HUMAN HEALTH RISK ASSESSMENT OF CADMIUM
Summary of the 61^st JECFA Meeting
A.M. Tritscher
International Programme on Chemical Safety, World Health Organization, Geneva,

The Joint FAO/WHO Expert Committee on Food Additives (JECFA) evaluated cadmium at three of its previous meetings. At the fifty-fifth meeting in 2000 the Committee retained the Provisional Tolerable Weekly Intake (PTWI) of 7 µg per kg of body weight, and concluded that the prevalence of renal tubular dysfunction at various dietary intakes of cadmium serves as a reasonable basis for risk assessment. The Committee acknowledged that new information indicates that a portion of the general population may be at risk of exceeding the current PTWI, but the value was maintained due to lack of precision in the risk estimates. Additional information that would help to improve the current risk assessment include human toxicokinetic data; improved dietary consumption data; studies on the relationship between biomarkers of renal tubular dysfunction and clinical disease and mortality; influence of cadmium on calcium metabolism and osteoporosis. A number of studies have addressed these knowledge gaps and at its recent 61^st meeting (2003) the JECFA reviewed this information in order to re-evaluate cadmium, key conclusions from this meeting are summarized.
The kidney is the main target organ for chronic cadmium toxicity. In test species, chronic oral exposure to cadmium results in progressive histopathological changes in the kidney, including tubular epithelial cell damage. Renal damage can be measured by increased urinary excretion of low molecular weight proteins, glucose and amino acids, as well as by increased urinary cadmium excretion. Decreases in bone calcium and increased urinary calcium excretion have also been associated with exposure to cadmium.
In humans, a number of new epidemiological studies investigated the relationship between (mainly environmental) cadmium exposure and health effects, such as renal dysfunction, mortality, calcium/bone metabolism. A number of studies attempted to refine the dose-effect/dose-response relationship between environmental cadmium exposure and renal dysfunction, as measured via biomarkers such as urinary cadmium, urinary ß2-microglobulin and N-acetyl-ß-D-glucosaminidase (NAG). Despite inconsistencies between studies, it can be concluded that low-level environmental exposure to cadmium is associated with an increased prevalence of proximal renal tubular dysfunction.
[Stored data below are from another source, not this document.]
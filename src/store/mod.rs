//! Shared UI State
//!
//! Single source of truth for page flags, form flags, and modal state.
//! All in-scope mutation goes through [`Store::dispatch`] with a named
//! [`Action`]; external collaborators (the submit handler, navigation)
//! write the page/auth flags directly.

pub mod modal;

pub use modal::{ModalId, ModalPosition, ModalState};

/// Password fields with an independent visibility flag.
#[derive(Debug, Clone, Copy, PartialEq, Eq)]
pub enum PasswordField {
    Password,
    ConfirmPassword,
}

/// Named state updates. Last dispatched action wins.
#[derive(Debug, Clone, PartialEq, Eq)]
pub enum Action {
    SetUserRemembered(bool),
    SetTermsAccepted(bool),
    SetPasswordVisible { field: PasswordField, visible: bool },
    SetAuthError(bool),
    SetModalVisible { modal: ModalId, visible: bool },
    SetModalPosition { modal: ModalId, position: ModalPosition },
}

#[derive(Debug, Clone, Default)]
pub struct Store {
    // Page flags, mutated by navigation and the external auth handler.
    pub is_authorisation_page: bool,
    pub is_home_page: bool,
    pub is_user_authorised: bool,

    // Form flags.
    pub is_user_remembered: bool,
    pub is_terms_accepted: bool,
    pub is_auth_error: bool,
    pub is_password_visible: bool,
    pub is_confirm_password_visible: bool,

    terms_modal: ModalState,
    info_modal: ModalState,
}

impl Store {
    /// Fresh store starting on the login page.
    pub fn new() -> Self {
        Self {
            is_authorisation_page: true,
            ..Self::default()
        }
    }

    pub fn dispatch(&mut self, action: Action) {
        match action {
            Action::SetUserRemembered(on) => self.is_user_remembered = on,
            Action::SetTermsAccepted(on) => self.is_terms_accepted = on,
            Action::SetPasswordVisible { field, visible } => match field {
                PasswordField::Password => self.is_password_visible = visible,
                PasswordField::ConfirmPassword => self.is_confirm_password_visible = visible,
            },
            Action::SetAuthError(on) => self.is_auth_error = on,
            Action::SetModalVisible { modal, visible } => self.modal_mut(modal).visible = visible,
            Action::SetModalPosition { modal, position } => {
                self.modal_mut(modal).position = position;
            }
        }
    }

    pub fn modal(&self, id: ModalId) -> &ModalState {
        match id {
            ModalId::Terms => &self.terms_modal,
            ModalId::Info => &self.info_modal,
        }
    }

    fn modal_mut(&mut self, id: ModalId) -> &mut ModalState {
        match id {
            ModalId::Terms => &mut self.terms_modal,
            ModalId::Info => &mut self.info_modal,
        }
    }

    pub fn password_visible(&self, field: PasswordField) -> bool {
        match field {
            PasswordField::Password => self.is_password_visible,
            PasswordField::ConfirmPassword => self.is_confirm_password_visible,
        }
    }

    /// The topmost open modal, if any. Info sits above terms since it is
    /// opened from the header rather than the form.
    pub fn open_modal(&self) -> Option<ModalId> {
        if self.info_modal.visible {
            Some(ModalId::Info)
        } else if self.terms_modal.visible {
            Some(ModalId::Terms)
        } else {
            None
        }
    }
}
However, several issues regarding biomarkers and appropriate adjustments were identified, which still render dose-response evaluations difficult. Environmental cadmium exposure is suggested to alter calcium metabolism in bone tissue and may increase the risk of osteoporosis. However, this is difficult to evaluate becausebone metabolism is influenced by many factors, such as age, nutritional and hormonal status. The presented studies were hence considered preliminary.
New data on dietary intake, based on national studies, resulted in estimates of mean cadmium intake ranging from 0.7 to 6.3 µg/kg body weight per week. Mean dietary intakes based on WHO GEMS/Food regional diets ranges from 2.8 to 4.2 µg/kg body weight per week. These mean intake estimates constitute appr. 40 to 60% of the PTWI, indicating that high consumers may exceed the PTWI. The foods contributing most to intake include rice, wheat, starchy roots/tubers and molluscs.
Overall the Committee reaffirmed that renal tubular dysfunction is the critical health outcome and that an excess prevalence of tubular dysfunction is not expected to occur at urinary cadmium levels below 2.5 µg/g creatinine. Although some studies, using sensitive biomarkers, indicate a changes in renal functions at levels below that, there remains appreciable uncertainty about the long-term health significance of these changes. Therefore, the PTWI was maintained at 7 µg per kg of body weight.